I have a task to correct a fucntion expand.

infixl 6 :+:
infixl 7 :*:
data Expr = Val Int | Expr :+: Expr | Expr :*: Expr
    deriving (Show, Eq)

expand :: Expr -> Expr
expand ((e1 :+: e2) :*: e) = expand e1 :*: expand e :+: expand e2 :*: expand e
expand (e :*: (e1 :+: e2)) = expand e :*: expand e1 :+: expand e :*: expand e2
expand (e1 :+: e2) = expand e1 :+: expand e2
expand (e1 :*: e2) = expand e1 :*: expand e2
expand e = e

-- expression example: (Val 1 :+: Val 2 :+: Val 3) :*: (Val 4 :+: Val 5)
-- which is equivalent to (1 + 2 + 3) * (4 + 5)

-- expression, that given fucntion evaluates our example to: 
--(Val 1 :+: Val 2) :*: (Val 4 :+: Val 5) :+: Val 3 :*: (Val 4 :+: Val 5)

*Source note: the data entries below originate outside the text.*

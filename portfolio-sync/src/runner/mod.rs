//! Orchestrates a fetch-and-merge run.
//!
//! A run loads the overrides, lists every repository, enriches each one
//! concurrently, appends synthetic entries for unlisted overrides and
//! writes the dataset. Only a failed listing or a failed write aborts it.

mod config;
mod error;

pub use config::{
    DeployMode, RunnerConfig, DEFAULT_CONCURRENCY, DEFAULT_REQUEST_TIMEOUT, SUBPATH_BASE,
};
pub use error::RunnerError;

use crate::enrichment::{fetch_contract, resolve_mockup, ThumbnailStore};
use crate::github::{build_client, list_repositories, RemoteRepo};
use crate::overrides::{load_overrides, Override, Overrides};
use crate::projects::{build_project, mockup_reference, synthesize_missing, write_projects};
use crate::summary::{RepositoryOutcome, RunSummary};
use chrono::{DateTime, Utc};
use futures::stream::{self, StreamExt};
use octocrab::Octocrab;
use std::path::Path;
use tracing::{info, info_span, warn, Instrument};

/// Runs the full fetch, merge and persist flow.
pub struct Runner {
    config: RunnerConfig,
}

impl Runner {
    /// Builds a runner from the provided configuration.
    pub fn new(config: RunnerConfig) -> Self {
        Self { config }
    }

    /// Returns the configuration this runner was built with.
    pub fn config(&self) -> &RunnerConfig {
        &self.config
    }

    /// Executes a run, stamping synthetic entries with the current time.
    ///
    /// # Errors
    ///
    /// Returns [`RunnerError`] if the repository listing or the final write
    /// fails. Nothing is written in either case.
    pub async fn run(&self) -> Result<RunSummary, RunnerError> {
        self.run_at(Utc::now()).await
    }

    /// Executes a run with an explicit generation time.
    ///
    /// `generated_at` is the only input that is not fetched, so two runs
    /// with the same remote data, overrides and `generated_at` write
    /// identical files.
    ///
    /// # Errors
    ///
    /// See [`Runner::run`].
    pub async fn run_at(&self, generated_at: DateTime<Utc>) -> Result<RunSummary, RunnerError> {
        let mut summary = RunSummary::new();

        let overrides = load_overrides_or_default(self.config.overrides_path());
        summary.overrides_loaded = overrides.len();

        let octocrab = build_client(self.config.token(), self.config.api_base())?;
        info!("Fetching repositories");
        let repositories = list_repositories(&octocrab, self.config.request_timeout()).await?;
        info!(count = repositories.len(), "Fetched repositories");
        summary.repositories_fetched = repositories.len();

        let outcomes = enrich_all(&octocrab, &repositories, &overrides, &self.config).await;

        let mut projects = Vec::with_capacity(outcomes.len());
        for outcome in outcomes {
            summary.record_outcome(&outcome);
            projects.push(outcome.project);
        }

        let synthetic = synthesize_missing(&overrides, &repositories, generated_at);
        if !synthetic.is_empty() {
            info!(
                count = synthetic.len(),
                "Adding manual entries from overrides (not found in listing)"
            );
        }
        summary.synthetic_projects = synthetic.len();
        projects.extend(synthetic);

        summary.projects_written = projects.len();
        summary.hidden_projects = projects.iter().filter(|project| project.hidden).count();

        write_projects(self.config.output_path(), &projects)?;
        Ok(summary)
    }
}

fn load_overrides_or_default(path: &Path) -> Overrides {
    match load_overrides(path) {
        Ok(overrides) => overrides,
        Err(e) => {
            warn!(error = %e, "No usable override file, continuing without overrides");
            Overrides::new()
        }
    }
}

/// Enriches every repository, returning outcomes in listing order.
async fn enrich_all(
    octocrab: &Octocrab,
    repositories: &[RemoteRepo],
    overrides: &Overrides,
    config: &RunnerConfig,
) -> Vec<RepositoryOutcome> {
    let store = config.thumbnail_store();
    let store = &store;

    let mut indexed: Vec<(usize, RepositoryOutcome)> =
        stream::iter(repositories.iter().enumerate())
            .map(move |(index, repository)| {
                let entry = overrides.get(&repository.name);
                async move {
                    let outcome = enrich_repository(octocrab, repository, entry, config, store).await;
                    (index, outcome)
                }
            })
            .buffer_unordered(config.concurrency())
            .collect()
            .await;

    // Completion order is arbitrary.
    indexed.sort_unstable_by_key(|(index, _)| *index);
    indexed.into_iter().map(|(_, outcome)| outcome).collect()
}

async fn enrich_repository(
    octocrab: &Octocrab,
    repository: &RemoteRepo,
    entry: Option<&Override>,
    config: &RunnerConfig,
    store: &ThumbnailStore,
) -> RepositoryOutcome {
    let span = info_span!("enrich", repo = %repository.full_name);

    async {
        let timeout = config.request_timeout();

        let contract = fetch_contract(octocrab, repository, timeout).await;
        let contract_found = contract.is_some();
        let contract = contract.unwrap_or_default();

        let reference = mockup_reference(entry, &contract);
        let mockup =
            resolve_mockup(octocrab, repository, reference.as_deref(), store, timeout).await;

        let project = build_project(repository, entry, &contract, mockup.url(), config.cutoff());
        RepositoryOutcome {
            project,
            contract_found,
            mockup,
        }
    }
    .instrument(span)
    .await
}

-- expression that corrected function must evaluate our example to:
-- Val 1 :*: Val 4 :+: (Val 1 :*: Val 5 :+: (Val 2 :*: Val 4 :+: (Val 2 :*: Val 5 :+: (Val 3 :*: Val 4 :+: Val 3 :*: Val 5))))

-- answers like (Val 1 :*: Val 2) :+: (Val 3 :*: Val 4) 
-- and          (Val 4 :*: Val 3) :+: (Val 1 :*: Val 2)
-- are considered to be equal

It doesn't work right because it opens brackets only once. So, i modified it to this:

infixl 6 :+:
infixl 7 :*:
data Expr = Val Int | Expr :+: Expr | Expr :*: Expr
    deriving (Show, Eq)

expand :: Expr -> Expr
expand ((e1 :+: e2) :*: e) = (expand $ e :*: e1) :+: (expand $ e :*: e2)
expand (e :*: (e1 :+: e2)) = (expand $ e :*: e1) :+: (expand $ e :*: e2)
expand (e1 :+: e2) = expand e1 :+: expand e2
expand expr@(e1 :*: e2) = if isMul expr
                          then expr
                          else expand $ expand e1 :*: expand e2
expand e = e

isMul :: Expr -> Bool
isMul (Val a :*: expr) = isMul expr 
isMul (expr :*: Val a) = isMul expr
isMul (Val a) = True
isMul  _      = False

Function isMul added to find an edge condition: if our expression (e1 :*: e2) is in a form of Val 1 :*: Val 2 :*: Val 3 ..., then our function expand stops expanding and evaluates expression to itself, otherwise recursion continues.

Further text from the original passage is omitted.